During his long career and posthumously, d'Espagnat had numerous exhibitions in Paris, many of them at the Galerie Durand-Ruel. He was a devoted correspondent with many of the artists of his time. Among the many portraits he painted were those of Paul Valery, Gustave Kahn, Maurice Ravel, Albert Roussel, Florent Schmitt, Albert Andre, Ker-Xavier Roussel, Paul Signac and Paule Gobillard. He collaborated on the designs, which show the influence of Daumier, for the Courrier Français.
During the First World War, d’Espagnat put his painting on hold for the most part, hiding near Amiens. He made friends with fellow artists Dunoyer de Segonzac, Forain, Guirand de Scévola and Pinchon. In 1919 his son died suddenly from disease; this loss was great for the artist and begun a long period of mourning. D’Espagnat married Marie Constance Marguerite de Ginestet with which he had another son, Bernard a few years later, renewing his family life.
Following World War I, d 'Espagnat and his family purchased a house in Quercy, where they spent their summers. The surrounding countryside, along with that of Collioure, La Rochelle and Noirmoutiers, inspired his later work. He continued to exhibit in Paris at the Gallery Marcel Berheim and the Gallery Druet as well as exhibiting abroad in Philedephia, 1923 and in Brussels, 1929.
In addition to his painting, he illustrated books by Alphonse Daudet, Francis Jammes and others, and did decorative paintings for the Vincennes city hall in 1936 and the Toulouse law courts in 1937. In 1935 he also executed the ornate ceiling of the main dining room on the French passenger liner Normandie. He also continued his art at the Paris Opera, decorating and costuming for Cantegril, The Barber of Seville and The Marriage of Figaro.
Ironically, d'Espagnat, the same man who scoffed at the stuffy Parisian art schools as an teenager, was appointed professor and head of the studios at the École des Beaux-Arts in 1936, a post he held until 1940. His more famous exhibitions during this time were his 1931 exposition in New York with Albert André and his 1934 one-man show in London at the Wildenstein Gallery. He was made a Chevalier of the Legion of Honor. During the Second World War, his art was limited to a few illustrations and theater decorations.
In 1945, d’Espagnat, succeeding Maurice Denis, became the president of La Société des Amis d’Eugène Delacroix, a position he held up into his death. In the following years he painted La Rochelle and Concarneau, villages along the coast of France, with his new favorite medium, watercolors.
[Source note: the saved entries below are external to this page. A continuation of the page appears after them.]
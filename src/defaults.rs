//! Default values for kiro-doc-sync.
//!
//! This module provides centralized default values used across the library
//! and the CLI, ensuring consistency and avoiding duplication.

use std::path::{Path, PathBuf};

/// Config file looked up in the project root when `--config` is not given.
pub const DEFAULT_CONFIG_FILENAME: &str = "kiro-doc-sync.cfg.json";

/// Prefix for per-source temporary snapshot directories.
pub const SNAPSHOT_DIR_PREFIX: &str = "kiro-sync-";

/// Returns the steering directory every synced file lands in.
///
/// The layout is fixed: `<project_root>/.kiro/steering`.
pub fn steering_dir(project_root: &Path) -> PathBuf {
    project_root.join(".kiro").join("steering")
}

/// Resolves a config path against the project root.
///
/// Absolute paths are returned unchanged; relative ones are joined onto
/// `project_root`. `None` falls back to [`DEFAULT_CONFIG_FILENAME`].
pub fn resolve_config_path(project_root: &Path, config_file: Option<&Path>) -> PathBuf {
    let file = config_file.unwrap_or_else(|| Path::new(DEFAULT_CONFIG_FILENAME));
    if file.is_absolute() {
        file.to_path_buf()
    } else {
        project_root.join(file)
    }
}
In 1949, d’Espagnat exhibited at what would be his last show of his lifetime at the André Morice Gallery. The artist died in his home on the 17th of April, 1950, in Paris. A year later the Salon D’Automne honored him with an exposition dedicated to showing a variety of his large body of work. The Durand-Ruel Gallery also honored him shortly thereafter with a retrospective exhibit showing 51 of his works.